В голове мутится от смешения ощущений удовольствия и силы, словно я оставляю себя на съедение этим ненасытным букашкам, лишь бы сделать приятное лесной нимфе [8]. Она дрожит всем телом и инстинктивно тянется вверх, как можно выше от этой земли, где кишат отвратительные твари. Ее трепещущее тело вызывает ответное волнение во мне. И вот ее губы у моих губ, красные, лихорадочно горящие губы. Но она не более чем Зина…
— Да успокойся же.
Хочу ее скинуть, но она виснет, подогнув колени и не выпуская мою шею. Приходится высвобождаться из ее объятий довольно грубо.
— Напрасно пугаешься.
— А ты разве не видишь, как их много?
— А если и так, что из того? Им нет дела до нас.
Срываю липкий стебель. Он приклеивается к пальцам.
На другом конце стебля, как на эластичном шнурке, раскачивается и изгибается волосатая гусеница.

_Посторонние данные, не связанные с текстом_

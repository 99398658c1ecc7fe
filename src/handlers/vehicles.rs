use axum::{
    Extension, Json,
    extract::State,
    http::StatusCode,
    response::{IntoResponse, Response},
};

use crate::{
    error::{AppError, Result},
    middleware_layer::auth::VendorSession,
    services::vendor,
    state::AppState,
};

/// Lists the signed-in account's vehicles.
pub async fn list_vehicles(
    State(state): State<AppState>,
    Extension(session): Extension<VendorSession>,
) -> Result<Response> {
    let (_, region) = state
        .config
        .region(session.region.as_deref())
        .ok_or_else(|| AppError::Misconfigured("No vendor region configured".to_string()))?;

    let vehicles = vendor::list_vehicles(&state, region, &session.access_token).await?;
    tracing::debug!("🚗 Listed {} vehicles", vehicles.len());

    Ok((StatusCode::OK, Json(serde_json::json!({ "data": vehicles }))).into_response())
}

/// Liveness probe.
pub async fn health() -> Json<serde_json::Value> {
    Json(serde_json::json!({ "status": "ok", "service": "vfdash gateway" }))
}
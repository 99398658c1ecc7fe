use std::collections::HashMap;
use std::future::Future;

use futures::FutureExt;
use futures::future::{BoxFuture, Shared};
use tokio::sync::Mutex;

/// Merges concurrent requests for the same key into one operation.
///
/// The first caller for a key starts the work; callers arriving while it
/// is pending await the same shared future and receive a clone of its
/// output. The entry is dropped once the operation settles, so the next
/// call starts fresh.
pub struct InFlight<T: Clone> {
    pending: Mutex<HashMap<String, Shared<BoxFuture<'static, T>>>>,
}

impl<T: Clone + Send + Sync + 'static> InFlight<T> {
    pub fn new() -> Self {
        Self {
            pending: Mutex::new(HashMap::new()),
        }
    }

    /// Runs `start()` for `key` unless an operation for it is already
    /// pending, in which case that one is awaited instead.
    pub async fn run<F, Fut>(&self, key: &str, start: F) -> T
    where
        F: FnOnce() -> Fut,
        Fut: Future<Output = T> + Send + 'static,
    {
        let shared = {
            let mut pending = self.pending.lock().await;
            match pending.get(key) {
                Some(existing) => {
                    tracing::debug!("🔁 Joining in-flight request for {}", key);
                    existing.clone()
                }
                None => {
                    let fut = start().boxed().shared();
                    pending.insert(key.to_string(), fut.clone());
                    fut
                }
            }
        };

        let output = shared.clone().await;

        let mut pending = self.pending.lock().await;
        if pending.get(key).is_some_and(|current| current.ptr_eq(&shared)) {
            pending.remove(key);
        }

        output
    }

    /// Number of keys with a pending operation.
    pub async fn len(&self) -> usize {
        self.pending.lock().await.len()
    }
}

impl<T: Clone + Send + Sync + 'static> Default for InFlight<T> {
    fn default() -> Self {
        Self::new()
    }
}

#[cfg(test)]
mod tests {
    use super::*;
    use std::sync::Arc;
    use std::sync::atomic::{AtomicUsize, Ordering};
    use std::time::Duration;

    #[tokio::test]
    async fn concurrent_calls_share_one_execution() {
        let in_flight = Arc::new(InFlight::<u32>::new());
        let calls = Arc::new(AtomicUsize::new(0));

        let make = |calls: Arc<AtomicUsize>| {
            move || async move {
                calls.fetch_add(1, Ordering::SeqCst);
                tokio::time::sleep(Duration::from_millis(30)).await;
                7
            }
        };

        let (a, b) = tokio::join!(
            in_flight.run("vin", make(calls.clone())),
            in_flight.run("vin", make(calls.clone())),
        );

        assert_eq!((a, b), (7, 7));
        assert_eq!(calls.load(Ordering::SeqCst), 1);
        assert_eq!(in_flight.len().await, 0);

        in_flight.run("vin", make(calls.clone())).await;
        assert_eq!(calls.load(Ordering::SeqCst), 2);
    }

    #[tokio::test]
    async fn different_keys_run_independently() {
        let in_flight = InFlight::<&'static str>::new();
        let (a, b) = tokio::join!(
            in_flight.run("a", || async { "A" }),
            in_flight.run("b", || async { "B" }),
        );
        assert_eq!((a, b), ("A", "B"));
    }
}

— Давай уйдем, прошу тебя, уйдем.
— Говорю тебе, не бойся… Их интересуют зеленые деревья, сок их листьев… Сухие деревья точат только короеды.
— Рассказывай сказки. Уведи меня отсюда.
Нахожу толстую палку и очищаю проход от гусениц. На тех, что внизу, под ногами, не обращаю внимания. Девушка идет за мной по пятам.
* * *— Рядовой, смирно!
Солдаты как солдаты. В перерыве между занятиями они собираются группками по пять-шесть, а иногда и побольше человек. Подшучивают друг над другом, смеются, рассказывают анекдоты, различные истории, которые, как правило, остаются неоконченными.